Tales of a Jean Genie's World
Disclaimer: I do not own Ranma ½ or Sailor Moon. I'm writing this simply because I enjoy writing, and my muse jackhammered the idea into my head one day. Took half a bottle of aspirin to get rid of the headache after that.
Warning: There will be OOC interaction. It is an AU though, so that can almost be expected. As another warning, this isn't one story but a collection of shorts. Each short will be set in the Jean Genie world. They wont always be set in chronological order.
A Letter For A Loved One
It's almost funny when I think about it. I've lived on the moon practically my whole life. The first twenty years were spent on earth, that's true. But twenty years is nothing compared to the three thousand I've lived. Most of that time I've worked as a maid in my queen's palace. At first it was unwillingly. But when I gained my freedom I realized something. I actually did find fulfillment in my job. The old resentment was mostly because I'd been forced into it.
Maybe it's the fact it's honest work I enjoyed so much. Maybe it's the respect that was earned for skills gained rather then forced with blackmail used. Whatever the reason is, I'm not the self centered person I was in my youth. To this day I still resent what Elder Cologne did to me. But at the same time I'm thankful for it. That's an odd attitude, I know. But what can I say? After my life I'm an odd person.
In my youth I was a parasite. I can admit that easily now. The only thing that had mattered to me was my own personal finances improving. How that happened didn't matter. I happily betrayed my family, my would-be friends, everyone around me. And I probably would have continued to do so if I hadn't made one mistake. I threatened an ancient woman from china. That one choice was my downfall. It also was probably my salvation.
Cologne made me a slave. And at first I didn't even know it. I was happy to serve her. I honestly thought she saved my life at the time. I was treated like dirt was better then me, and I thanked them for it. And if the world hadn't started to end that might have been my entire fate. I'd have lived a full life, maybe sixty or seventy years, as a happy slave. But the world ended and I was given my memories back.
My next fifty years of slavery was probably my own fault. My curse is my fault too. Not that I accepted that originally. But now I've lived too long. I've seen my family grow old and die. I've lost friends to the passage of time far too many times. But don't cry for me little Usa. I've more then earned my rest. By the time you read this I'll have already joined my sisters. I've had a good life so don't mourn for too long.
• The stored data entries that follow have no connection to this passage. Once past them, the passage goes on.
//! fogo-db
//!
//! Persisted store for the reconciliation engine: the fire-entity table, the
//! append-only lifecycle event log, and the singleton replay cursor, all in
//! a single local SQLite file.
//!
//! Architectural decisions:
//! - Single-writer process: the pool holds exactly one connection; SQLite's
//!   own transaction isolation is the only locking discipline.
//! - Write functions take `&mut SqliteConnection` so one batch transaction
//!   can carry the entity/event writes *and* the cursor advance together.
//! - Read functions take `&SqlitePool`; the (external) serving layer only
//!   ever sees the read API.

use anyhow::{Context, Result};
use sqlx::sqlite::SqlitePoolOptions;
use sqlx::{SqliteConnection, SqlitePool};

mod events;
mod fires;

pub use events::{
    append_event, events_for_fire, events_per_day, DayCount, EventKind, EventRow, NewEvent,
};
pub use fires::{
    count_fires_per_district, count_new_fires_per_month, fetch_fire, fire_durations, fire_index,
    insert_fire, list_fires, mark_fire_inactive, seen_date_range, touch_fire, update_fire,
    DistrictCount, FireDuration, FireFilter, FireIndexRow, FireRow, FireUpdate, MonthCount,
};

pub const ENV_DB_URL: &str = "FOGO_DATABASE_URL";
pub const DEFAULT_DB_URL: &str = "sqlite:fogos.sqlite?mode=rwc";

/// Key in `meta` under which the replay cursor is stored.
const CURSOR_KEY: &str = "last_processed_commit";

/// Connect using `FOGO_DATABASE_URL`, defaulting to a local SQLite file.
pub async fn connect_from_env() -> Result<SqlitePool> {
    let url = std::env::var(ENV_DB_URL).unwrap_or_else(|_| DEFAULT_DB_URL.to_string());
    connect(&url).await
}

/// Connect to SQLite at `url`.
///
/// The pool is capped at one connection: this is a single-writer process,
/// and for `sqlite::memory:` every connection would otherwise be a distinct
/// empty database.
pub async fn connect(url: &str) -> Result<SqlitePool> {
    let pool = SqlitePoolOptions::new()
        .max_connections(1)
        .connect(url)
        .await
        .with_context(|| format!("failed to connect to SQLite at '{url}'"))?;
    Ok(pool)
}

/// In-memory database for tests and tooling.
pub async fn connect_memory() -> Result<SqlitePool> {
    let pool = connect("sqlite::memory:").await?;
    migrate(&pool).await?;
    Ok(pool)
}

/// Run embedded migrations.  Idempotent.
pub async fn migrate(pool: &SqlitePool) -> Result<()> {
    sqlx::migrate!("./migrations")
        .run(pool)
        .await
        .context("db migrate failed")?;
    Ok(())
}

/// Simple status query (connectivity + schema presence).
pub async fn status(pool: &SqlitePool) -> Result<DbStatus> {
    let (one,): (i32,) = sqlx::query_as("select 1")
        .fetch_one(pool)
        .await
        .context("status connectivity query failed")?;

    let (exists,): (i64,) = sqlx::query_as(
        "select count(*) from sqlite_master where type = 'table' and name = 'fires'",
    )
    .fetch_one(pool)
    .await
    .context("status table-exists query failed")?;

    Ok(DbStatus {
        ok: one == 1,
        has_fires_table: exists > 0,
    })
}

#[derive(Debug, Clone)]
pub struct DbStatus {
    pub ok: bool,
    pub has_fires_table: bool,
}

/// Read the replay cursor: the last commit whose snapshot was fully
/// reconciled, or `None` on a fresh store.
pub async fn get_cursor(pool: &SqlitePool) -> Result<Option<String>> {
    let row: Option<(String,)> = sqlx::query_as("select value from meta where key = ?1")
        .bind(CURSOR_KEY)
        .fetch_optional(pool)
        .await
        .context("get_cursor failed")?;
    Ok(row.map(|(v,)| v))
}

/// Advance the cursor.  Must be the final write of a batch transaction so a
/// crash never leaves the cursor ahead of unpersisted state.
pub async fn set_cursor(conn: &mut SqliteConnection, commit_id: &str) -> Result<()> {
    sqlx::query("insert or replace into meta (key, value) values (?1, ?2)")
        .bind(CURSOR_KEY)
        .bind(commit_id)
        .execute(conn)
        .await
        .context("set_cursor failed")?;
    Ok(())
}

/// Drop the cursor, forcing the next run to replay the full history.
pub async fn clear_cursor(pool: &SqlitePool) -> Result<()> {
    sqlx::query("delete from meta where key = ?1")
        .bind(CURSOR_KEY)
        .execute(pool)
        .await
        .context("clear_cursor failed")?;
    Ok(())
}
And I know you don't like being called 'little usa' anymore. But you've been my little Usa for most of the time I knew you. I can't help but think of you as that eight year old girl I took in thirty years ago. A girl who'd just lost her parents both to a cruel war and grief. No one should suffer like that, yet you did. The crown was thrust into your tiny hands far too soon. But you had good people supporting you. Raising you was something that brought joy into my heart.
But now your all grown up. You've even got a little girl of your own. So I can finally pass on with no regrets. Please don't bring me back though. I know you can, but my time is past. I ask you to give me this peace. I'll see you again someday Usa, trust me on this. But please don't hurry our reunion. Live your life first. When you finally do join me I'll make sure Reni is there too. And everyone else you miss so much. Or at least those I can find. I'll be seeing you, kid. And remember how much I love you.
With tender love,
'Auntie' Nabiki Tendo.
Author Note: I've been working on this off and on since I first uploaded the final chapter of Jean Genie. It's taken a while to finish the first short in the anthology I have planned. Each chapter is, or at least is intended to be, a peak at the world of Jean Genie at various points. Scenes which I wanted to do originally, but felt out of place or my muse ignored. Since my muse returns to this only intermittently updates will not be often. But I do work on it. Anyway, I hope you enjoyed this first outing. While I wanted to start off with a romantic scene involving Ranma and Sailor Pluto which hadn't made it into the original story, what actually came out was this rather interesting (in my opinion) epilogue.